Indoor particle dynamic processes
Measuring the right factors:
Measuring the right factors
A review of variables and models for thermal comfort and indoor air quality
Nan Ma, Dorit Aviv, Hongshan Guo, William W. Braham
The indoor environment directly affects health and comfort as humans spend most of the day indoors. However, improperly controlled ventilation systems can expend unnecessary energy and increase health risks, while
improved thermal and air quality can often result in higher energy consumption. One way to approach this dilemma is by understanding the effectiveness of the variables influencing indoor air quality (IAQ) related health and comfort.
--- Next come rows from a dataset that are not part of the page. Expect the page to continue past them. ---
//! Application configuration from `localchat.yaml`.
//!
//! Every field has a default, so a missing file is not an error. String values
//! may reference environment variables as `${VAR}` or `${VAR:-default}`; a
//! leading `~` in a default is expanded to the home directory. The
//! `OLLAMA_*` variables override the file last.

use std::path::{Path, PathBuf};

use serde::{Deserialize, Serialize};

use crate::chat_core::types::ContextWindowConfig;
use crate::inference::errors::InferenceError;

/// File name searched for upward from the working directory.
pub const CONFIG_FILE_NAME: &str = "localchat.yaml";

/// Env var naming an explicit config file.
pub const CONFIG_PATH_ENV: &str = "LOCALCHAT_CONFIG";

// ─── Types ───────────────────────────────────────────────────────────────────

/// Top-level configuration.
#[derive(Debug, Clone, Default, PartialEq, Serialize, Deserialize)]
#[serde(default)]
pub struct AppConfig {
    pub backend: BackendConfig,
    pub context: ContextWindowConfig,
    /// SQLite file; defaults to `<data_dir>/localchat.db`.
    pub database_path: Option<PathBuf>,
}

/// Generation backend connection settings.
#[derive(Debug, Clone, PartialEq, Serialize, Deserialize)]
#[serde(default)]
pub struct BackendConfig {
    /// API root, e.g. `http://localhost:11434/api`. `/generate` and `/tags`
    /// are appended.
    pub base_url: String,
    /// Model for sessions created without one.
    pub default_model: String,
    /// Bounds the wait for response headers and each gap between chunks.
    pub timeout_ms: u64,
    pub connect_timeout_ms: u64,
}

impl Default for BackendConfig {
    fn default() -> Self {
        Self {
            base_url: "http://localhost:11434/api".to_string(),
            default_model: "deepseek-r1:14b".to_string(),
            timeout_ms: 60_000,
            connect_timeout_ms: 5_000,
        }
    }
}

// ─── Loading ─────────────────────────────────────────────────────────────────

impl AppConfig {
    /// Resolve, load, override, and validate the configuration.
    ///
    /// Lookup order: `$LOCALCHAT_CONFIG`, then `localchat.yaml` found by
    /// walking up from the working directory, then built-in defaults.
    pub fn load() -> Result<Self, InferenceError> {
        let path = match std::env::var(CONFIG_PATH_ENV) {
            Ok(explicit) => Some(PathBuf::from(expand_tilde(&explicit))),
            Err(_) => std::env::current_dir()
                .ok()
                .and_then(|cwd| find_config_path(&cwd)),
        };

        let mut config = match &path {
            Some(path) => load_config_file(path)?,
            None => AppConfig::default(),
        };
        config.apply_overrides(|name| std::env::var(name).ok());
        config.validate()?;

        tracing::info!(
            path = ?path,
            base_url = %config.backend.base_url,
            default_model = %config.backend.default_model,
            timeout_ms = config.backend.timeout_ms,
            "configuration loaded"
        );
        Ok(config)
    }

    /// Apply `OLLAMA_API_URL`, `OLLAMA_DEFAULT_MODEL`, and `OLLAMA_TIMEOUT_MS`.
    pub fn apply_overrides(&mut self, lookup: impl Fn(&str) -> Option<String>) {
        if let Some(url) = lookup("OLLAMA_API_URL").filter(|v| !v.is_empty()) {
            self.backend.base_url = url;
        }
        if let Some(model) = lookup("OLLAMA_DEFAULT_MODEL").filter(|v| !v.is_empty()) {
            self.backend.default_model = model;
        }
        if let Some(raw) = lookup("OLLAMA_TIMEOUT_MS") {
            match raw.trim().parse::<u64>() {
                Ok(ms) => self.backend.timeout_ms = ms,
                Err(_) => tracing::warn!(value = %raw, "ignoring invalid OLLAMA_TIMEOUT_MS"),
            }
        }
    }

    pub fn validate(&self) -> Result<(), InferenceError> {
        if self.backend.base_url.trim().is_empty() {
            return Err(config_error("backend.base_url must not be empty"));
        }
        if self.backend.timeout_ms == 0 {
            return Err(config_error("backend.timeout_ms must be positive"));
        }
        self.context.validate().map_err(|reason| InferenceError::ConfigError {
            reason: format!("context: {reason}"),
        })
    }
}

/// Search upward from `start` for `localchat.yaml`.
pub fn find_config_path(start: &Path) -> Option<PathBuf> {
    start
        .ancestors()
        .map(|dir| dir.join(CONFIG_FILE_NAME))
        .find(|candidate| candidate.is_file())
}

/// Read and parse a config file, interpolating `${VAR}` references.
pub fn load_config_file(path: &Path) -> Result<AppConfig, InferenceError> {
    let raw = std::fs::read_to_string(path).map_err(|e| InferenceError::ConfigError {
        reason: format!("failed to read {}: {e}", path.display()),
    })?;
    parse_config(&raw, |name| std::env::var(name).ok())
}

fn parse_config(
    raw: &str,
    lookup: impl Fn(&str) -> Option<String>,
) -> Result<AppConfig, InferenceError> {
    let interpolated = interpolate(raw, &lookup);
    if interpolated.trim().is_empty() {
        return Ok(AppConfig::default());
    }
    serde_yaml::from_str(&interpolated).map_err(|e| InferenceError::ConfigError {
        reason: format!("failed to parse config: {e}"),
    })
}

fn config_error(reason: &str) -> InferenceError {
    InferenceError::ConfigError {
        reason: reason.to_string(),
    }
}

// ─── Env-var interpolation ───────────────────────────────────────────────────

/// Replace every `${VAR}` / `${VAR:-default}` in `input`.
///
/// An unterminated `${` is kept literally.
fn interpolate(input: &str, lookup: &impl Fn(&str) -> Option<String>) -> String {
    let mut out = String::with_capacity(input.len());
    let mut rest = input;

    while let Some(start) = rest.find("${") {
        out.push_str(&rest[..start]);
        let after = &rest[start + 2..];
        let Some(end) = after.find('}') else {
            out.push_str(&rest[start..]);
            return out;
        };

        let expr = &after[..end];
        let value = match expr.split_once(":-") {
            Some((name, default)) => lookup(name).unwrap_or_else(|| expand_tilde(default)),
            None => lookup(expr).unwrap_or_default(),
        };
        out.push_str(&value);
        rest = &after[end + 1..];
    }

    out.push_str(rest);
    out
}

/// Expand a leading `~` to the user's home directory.
fn expand_tilde(path: &str) -> String {
    match (path.strip_prefix('~'), dirs::home_dir()) {
        (Some(rest), Some(home)) => format!("{}{rest}", home.display()),
        _ => path.to_string(),
    }
}

// ─── Tests ───────────────────────────────────────────────────────────────────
The objective of this paper is to highlight evidence and variables from empirical and deterministic models, which are combined in analytical models that current machine learning techniques often overlook. This paper reviews the analytical models and identifies the corresponding input variables, discussing their application
in models based on artificial neural networks (ANNs) and reinforcement learning (RL). ANN and RL models have accurately described non-linear systems with uncertain dynamics and provided predictive and adaptive control strategies. The first part of this study focuses on the most common thermal comfort models and their variables, mainly related to steady-state and adaptive models. The second part reviews typical models of determining indoor air pollutants and their relationship with ventilation requirements and health effects. Forty-five works closely related to the field are summarized in multiple tables. The last part identifies the factors needed to predict thermal comfort and IAQ.